Zeng Ke-Wu
Associate Professor
School of Pharmaceutical Sciences, Peking University
Research Areas
Natural Products Pharmacology
Natural Products Chemical Biology
Education & Positions
Shenyang Pharmaceutical University, B.S., 2004
Peking University, M.D., 2007
Peking University, Ph.D., 2011
School of Pharmaceutical Sciences, Peking University, Postdoctoral Fellow, 2011-2013
School of Pharmaceutical Sciences, Peking University, Assistant Research Fellow, 2013-2015
School of Pharmaceutical Sciences, Peking University, Associate Professor, 2015-
Faculty Accolades
Chinese medical science and technology second prize (list 3rd)

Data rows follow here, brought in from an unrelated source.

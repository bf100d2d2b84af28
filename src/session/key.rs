//! Session key type and key-space encoding.

use std::fmt;

use serde::{Deserialize, Serialize};

/// Identity of one party's place in a flow: the (user, conversation) pair.
///
/// Both fields are mandatory; there are no partial keys. Sessions under
/// different keys are fully independent and never interleave state.
#[derive(Debug, Clone, Copy, PartialEq, Eq, Hash, Serialize, Deserialize)]
pub struct SessionKey {
    pub user_id: i64,
    pub conversation_id: i64,
}

impl SessionKey {
    pub fn new(user_id: i64, conversation_id: i64) -> Self {
        Self {
            user_id,
            conversation_id,
        }
    }

    /// Key under which the flow state entry is stored:
    /// `"<prefix>state:<user_id>:<conversation_id>"`.
    pub fn state_key(&self, prefix: &str) -> String {
        format!("{}state:{}:{}", prefix, self.user_id, self.conversation_id)
    }

    /// Key under which the session record entry is stored:
    /// `"<prefix>data:<user_id>:<conversation_id>"`.
    pub fn data_key(&self, prefix: &str) -> String {
        format!("{}data:{}:{}", prefix, self.user_id, self.conversation_id)
    }

    /// Recover a session key from an encoded state key.
    ///
    /// Returns `None` when the string does not match the encoding; key-space
    /// scans use this to skip foreign or malformed keys.
    pub fn parse_state_key(key: &str, prefix: &str) -> Option<SessionKey> {
        let rest = key.strip_prefix(prefix)?.strip_prefix("state:")?;
        let (user, conversation) = rest.split_once(':')?;
        Some(SessionKey {
            user_id: user.parse().ok()?,
            conversation_id: conversation.parse().ok()?,
        })
    }
}

impl fmt::Display for SessionKey {
    fn fmt(&self, f: &mut fmt::Formatter<'_>) -> fmt::Result {
        write!(f, "{}:{}", self.user_id, self.conversation_id)
    }
}

#[cfg(test)]
mod tests {
    use super::*;

    #[test]
    fn test_state_key_encoding() {
        let key = SessionKey::new(111, 1000);
        assert_eq!(key.state_key("chatflow:"), "chatflow:state:111:1000");
        assert_eq!(key.data_key("chatflow:"), "chatflow:data:111:1000");
    }

    #[test]
    fn test_custom_prefix() {
        let key = SessionKey::new(42, -7);
        assert_eq!(key.state_key("bot:"), "bot:state:42:-7");
    }

    #[test]
    fn test_parse_state_key_roundtrip() {
        let key = SessionKey::new(222, 2000);
        let encoded = key.state_key("chatflow:");
        assert_eq!(SessionKey::parse_state_key(&encoded, "chatflow:"), Some(key));
    }

    #[test]
    fn test_parse_rejects_foreign_keys() {
        // Data key is not a state key
        assert_eq!(
            SessionKey::parse_state_key("chatflow:data:1:2", "chatflow:"),
            None
        );
        // Wrong prefix
        assert_eq!(
            SessionKey::parse_state_key("other:state:1:2", "chatflow:"),
            None
        );
        // Non-numeric components
        assert_eq!(
            SessionKey::parse_state_key("chatflow:state:abc:2", "chatflow:"),
            None
        );
        // Missing conversation id
        assert_eq!(
            SessionKey::parse_state_key("chatflow:state:1", "chatflow:"),
            None
        );
    }

    #[test]
    fn test_display() {
        let key = SessionKey::new(111, 1000);
        assert_eq!(key.to_string(), "111:1000");
    }
}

Chinese traditional and western medicine science and technology second award (list 3rd)
Second award of science research famous achievement in higher institution (list 3rd)
Green leaf biomedicine outstanding young scholar award
Research Interests
Natural product is a crucial source of novel drug development. However, a key problem hindering natural products study is the unknown mechanism of action. Therefore, how to identify the direct target for these bioactive natural products is a pivotal scientific issue. Our group mainly focuses on the direct target protein identification of natural products from medicinal plants and traditional Chinese medicine. Currently, we have successfully established a drug target identification strategy for natural products. Thus, we can pull down and purify the target proteins from cell or tissue lysates using chemically synthesized probes based on the structure of natural products, and further investigate the molecular pharmacological mechanisms. Collectively, our research can not only reveal the detailed pharmacological mechanism for the bioactive natural products, and also provide the novel therapeutic targets for new drug development in clinical.
Grants and fundings
Natural Science Foundation of China (81303253) 2014.1-2016.12
Natural Science Foundation of China (81773932) 2018.1-2021.12
Principal Investigator
Publications
1. Li-Xi Liao1, Xiao-Min Song1, Li-Chao Wang1, Hai-Ning Lv, Jin-Feng Chen, Dan Liu, Ge Fu, Ming-Bo Zhao, Yong Jiang, Ke-Wu Zeng*, Peng-Fei Tu*. Highly selective inhibition of IMPDH2 provides the basis of antineuroinflammation therapy. Proceedings of the National Academy of Sciences of the United States of America 114(2017)E5986-E5994.
2. Li-Chao Wang, Li-Xi Liao, Hai-Ning Lv, Dan Liu, Wei Dong, Jian Zhu, Jin-Feng Chen, Meng-Ling Shi, Ge Fu, Xiao-Min Song, Yong Jiang, Ke-Wu Zeng*, Peng-Fei Tu*. Highly Selective Activation of Heat Shock Protein 70 by Allosteric Regulation Provides an Insight into Efficient Neuroinflammation Inhibition. EBioMedicine 23(2017)160-172.
3. Li-Xi Liao, Ming-Bo Zhao, Xin Dong, Yong Jiang, Ke-Wu Zeng*, Peng-Fei Tu*. TDB protects vascular endothelial cells against oxygen-glucose deprivation/reperfusion-induced injury by targeting miR-34a to increase Bcl-2 expression. Scientific Reports 25(2016)37959.
4. Ke-Wu Zeng, Fang-Jiao Song, Ying-Hong Wang, Ning Li, Qian Yu, Li-Xi Liao, Yong Jiang, Peng-Fei Tu. Induction of hepatoma carcinoma cell apoptosis through activation of the JNK-nicotinamide adenine dinucleotide phosphate (NADPH) oxidase-ROS self-driven death signal circuit. Cancer Letters 353(2014)220-231.